[Available data — start]

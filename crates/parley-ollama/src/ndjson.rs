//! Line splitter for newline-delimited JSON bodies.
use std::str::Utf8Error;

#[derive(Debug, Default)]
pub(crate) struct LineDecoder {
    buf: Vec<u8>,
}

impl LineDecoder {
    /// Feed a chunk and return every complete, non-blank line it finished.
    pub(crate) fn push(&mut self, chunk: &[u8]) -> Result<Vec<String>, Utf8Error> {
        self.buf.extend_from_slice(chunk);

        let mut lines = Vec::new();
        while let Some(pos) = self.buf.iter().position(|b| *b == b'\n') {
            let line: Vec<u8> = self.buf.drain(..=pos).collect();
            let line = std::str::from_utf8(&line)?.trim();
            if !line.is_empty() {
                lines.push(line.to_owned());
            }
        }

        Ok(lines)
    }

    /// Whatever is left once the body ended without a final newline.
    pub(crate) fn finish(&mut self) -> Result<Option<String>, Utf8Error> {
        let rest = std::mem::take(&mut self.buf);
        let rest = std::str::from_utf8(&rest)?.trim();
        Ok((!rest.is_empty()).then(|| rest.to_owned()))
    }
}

[Available data — finish]
[Available data — start]

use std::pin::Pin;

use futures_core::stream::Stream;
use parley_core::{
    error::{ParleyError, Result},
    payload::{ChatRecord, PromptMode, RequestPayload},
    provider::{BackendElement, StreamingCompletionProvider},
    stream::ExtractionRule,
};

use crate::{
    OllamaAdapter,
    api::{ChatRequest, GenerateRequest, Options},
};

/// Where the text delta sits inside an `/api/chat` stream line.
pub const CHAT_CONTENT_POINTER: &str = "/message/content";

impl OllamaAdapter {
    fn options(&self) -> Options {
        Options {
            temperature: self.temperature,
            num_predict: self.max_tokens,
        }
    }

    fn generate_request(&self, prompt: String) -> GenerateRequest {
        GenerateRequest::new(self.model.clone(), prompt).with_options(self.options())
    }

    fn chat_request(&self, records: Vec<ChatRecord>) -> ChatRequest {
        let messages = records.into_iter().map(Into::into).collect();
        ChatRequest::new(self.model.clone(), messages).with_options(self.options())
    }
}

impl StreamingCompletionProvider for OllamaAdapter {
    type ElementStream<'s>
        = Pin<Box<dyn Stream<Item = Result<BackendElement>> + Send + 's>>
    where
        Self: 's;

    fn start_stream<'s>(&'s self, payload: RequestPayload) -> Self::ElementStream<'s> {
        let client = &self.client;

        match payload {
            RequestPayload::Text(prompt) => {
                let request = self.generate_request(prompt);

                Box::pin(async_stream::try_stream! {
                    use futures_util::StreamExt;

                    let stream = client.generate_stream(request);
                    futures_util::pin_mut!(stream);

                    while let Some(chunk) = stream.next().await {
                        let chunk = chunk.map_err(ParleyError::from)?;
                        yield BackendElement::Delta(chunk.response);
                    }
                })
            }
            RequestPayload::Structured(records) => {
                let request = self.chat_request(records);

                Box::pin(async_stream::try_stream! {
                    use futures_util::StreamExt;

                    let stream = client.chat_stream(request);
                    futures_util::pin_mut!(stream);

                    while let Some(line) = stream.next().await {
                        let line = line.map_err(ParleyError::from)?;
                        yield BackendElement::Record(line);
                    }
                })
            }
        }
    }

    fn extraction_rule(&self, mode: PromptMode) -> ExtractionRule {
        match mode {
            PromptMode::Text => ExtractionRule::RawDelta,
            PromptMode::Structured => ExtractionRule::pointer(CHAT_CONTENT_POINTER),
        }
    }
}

[Available data — finish]
[Available data — start]

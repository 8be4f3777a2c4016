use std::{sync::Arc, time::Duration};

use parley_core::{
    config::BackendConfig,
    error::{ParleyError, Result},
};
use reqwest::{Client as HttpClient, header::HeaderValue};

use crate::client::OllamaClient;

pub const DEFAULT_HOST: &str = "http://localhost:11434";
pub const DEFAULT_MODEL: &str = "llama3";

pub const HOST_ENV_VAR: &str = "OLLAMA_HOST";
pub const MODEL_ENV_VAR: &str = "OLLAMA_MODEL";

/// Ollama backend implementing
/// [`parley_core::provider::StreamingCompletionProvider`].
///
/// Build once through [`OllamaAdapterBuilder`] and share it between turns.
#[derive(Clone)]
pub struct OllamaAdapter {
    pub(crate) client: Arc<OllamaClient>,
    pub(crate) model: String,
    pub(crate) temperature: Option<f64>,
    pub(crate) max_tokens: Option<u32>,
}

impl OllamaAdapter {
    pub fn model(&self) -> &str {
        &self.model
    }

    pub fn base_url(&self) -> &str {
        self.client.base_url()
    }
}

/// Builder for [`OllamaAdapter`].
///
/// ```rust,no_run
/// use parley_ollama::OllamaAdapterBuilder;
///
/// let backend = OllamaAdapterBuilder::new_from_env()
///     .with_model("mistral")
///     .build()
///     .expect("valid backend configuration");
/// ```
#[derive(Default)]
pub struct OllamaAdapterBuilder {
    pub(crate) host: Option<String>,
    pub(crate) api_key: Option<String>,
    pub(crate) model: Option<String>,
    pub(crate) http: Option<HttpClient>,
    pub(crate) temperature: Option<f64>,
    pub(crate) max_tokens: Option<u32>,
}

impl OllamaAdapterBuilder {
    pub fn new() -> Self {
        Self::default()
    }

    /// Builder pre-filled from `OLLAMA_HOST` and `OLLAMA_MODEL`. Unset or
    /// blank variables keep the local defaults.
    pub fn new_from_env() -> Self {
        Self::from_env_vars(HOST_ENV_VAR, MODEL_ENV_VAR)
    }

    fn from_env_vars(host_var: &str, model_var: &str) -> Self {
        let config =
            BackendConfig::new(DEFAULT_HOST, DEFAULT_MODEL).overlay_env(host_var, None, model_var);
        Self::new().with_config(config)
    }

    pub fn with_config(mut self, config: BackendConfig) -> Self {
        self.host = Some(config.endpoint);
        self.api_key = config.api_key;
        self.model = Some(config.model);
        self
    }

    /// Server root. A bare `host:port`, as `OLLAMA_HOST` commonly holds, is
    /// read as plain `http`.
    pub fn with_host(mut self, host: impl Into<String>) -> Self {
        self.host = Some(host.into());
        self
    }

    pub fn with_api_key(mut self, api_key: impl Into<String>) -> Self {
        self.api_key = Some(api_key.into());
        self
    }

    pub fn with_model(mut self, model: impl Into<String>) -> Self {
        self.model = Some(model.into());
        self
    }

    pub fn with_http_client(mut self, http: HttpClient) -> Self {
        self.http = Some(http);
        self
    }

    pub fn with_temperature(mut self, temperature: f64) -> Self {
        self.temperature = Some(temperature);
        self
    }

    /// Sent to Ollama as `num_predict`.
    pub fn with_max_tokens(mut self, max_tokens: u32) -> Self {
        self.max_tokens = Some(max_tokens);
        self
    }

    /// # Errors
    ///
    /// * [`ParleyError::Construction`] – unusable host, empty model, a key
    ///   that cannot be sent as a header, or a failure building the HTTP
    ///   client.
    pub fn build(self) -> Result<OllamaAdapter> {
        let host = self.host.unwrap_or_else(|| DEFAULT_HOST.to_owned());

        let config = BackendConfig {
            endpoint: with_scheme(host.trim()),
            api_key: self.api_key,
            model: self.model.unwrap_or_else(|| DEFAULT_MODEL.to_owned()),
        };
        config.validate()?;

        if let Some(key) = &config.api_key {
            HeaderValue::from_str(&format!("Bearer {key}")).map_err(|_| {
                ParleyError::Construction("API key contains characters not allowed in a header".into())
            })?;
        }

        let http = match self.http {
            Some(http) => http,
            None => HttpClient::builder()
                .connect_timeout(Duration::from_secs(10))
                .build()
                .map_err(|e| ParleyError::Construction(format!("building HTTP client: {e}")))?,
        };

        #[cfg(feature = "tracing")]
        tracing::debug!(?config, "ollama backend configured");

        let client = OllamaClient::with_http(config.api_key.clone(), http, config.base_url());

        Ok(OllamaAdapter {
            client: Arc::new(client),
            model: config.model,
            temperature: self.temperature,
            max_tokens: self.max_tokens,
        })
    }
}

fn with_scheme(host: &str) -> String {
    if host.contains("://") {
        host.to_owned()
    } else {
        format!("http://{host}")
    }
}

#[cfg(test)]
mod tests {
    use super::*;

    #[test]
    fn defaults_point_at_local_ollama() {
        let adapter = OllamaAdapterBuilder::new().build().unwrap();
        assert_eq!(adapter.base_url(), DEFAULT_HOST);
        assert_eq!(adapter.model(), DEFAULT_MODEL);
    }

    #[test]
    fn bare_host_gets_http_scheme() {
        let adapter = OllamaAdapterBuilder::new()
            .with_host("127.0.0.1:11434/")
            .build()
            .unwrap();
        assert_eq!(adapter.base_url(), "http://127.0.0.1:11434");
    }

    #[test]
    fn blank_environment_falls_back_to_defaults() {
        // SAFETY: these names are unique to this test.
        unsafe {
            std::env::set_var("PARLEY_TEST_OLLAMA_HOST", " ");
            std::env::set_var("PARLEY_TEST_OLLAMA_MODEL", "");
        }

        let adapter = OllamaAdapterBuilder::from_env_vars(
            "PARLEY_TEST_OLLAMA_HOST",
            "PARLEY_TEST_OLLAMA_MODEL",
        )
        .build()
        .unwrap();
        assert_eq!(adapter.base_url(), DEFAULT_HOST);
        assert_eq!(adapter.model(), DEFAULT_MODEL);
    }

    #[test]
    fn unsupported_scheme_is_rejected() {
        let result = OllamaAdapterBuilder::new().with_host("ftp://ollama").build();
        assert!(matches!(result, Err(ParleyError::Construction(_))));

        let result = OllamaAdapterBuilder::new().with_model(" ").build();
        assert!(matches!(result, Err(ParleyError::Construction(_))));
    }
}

[Available data — finish]

## Task item
Reproduce exactly the lines above from the line with "pub fn with_model(mut" to the line with "pub fn build(self)", including both, and add nothing.

## Output
    pub fn with_model(mut self, model: impl Into<String>) -> Self {
        self.model = Some(model.into());
        self
    }

    pub fn with_http_client(mut self, http: HttpClient) -> Self {
        self.http = Some(http);
        self
    }

    pub fn with_temperature(mut self, temperature: f64) -> Self {
        self.temperature = Some(temperature);
        self
    }

    /// Sent to Ollama as `num_predict`.
    pub fn with_max_tokens(mut self, max_tokens: u32) -> Self {
        self.max_tokens = Some(max_tokens);
        self
    }

    /// # Errors
    ///
    /// * [`ParleyError::Construction`] – unusable host, empty model, a key
    ///   that cannot be sent as a header, or a failure building the HTTP
    ///   client.
    pub fn build(self) -> Result<OllamaAdapter> {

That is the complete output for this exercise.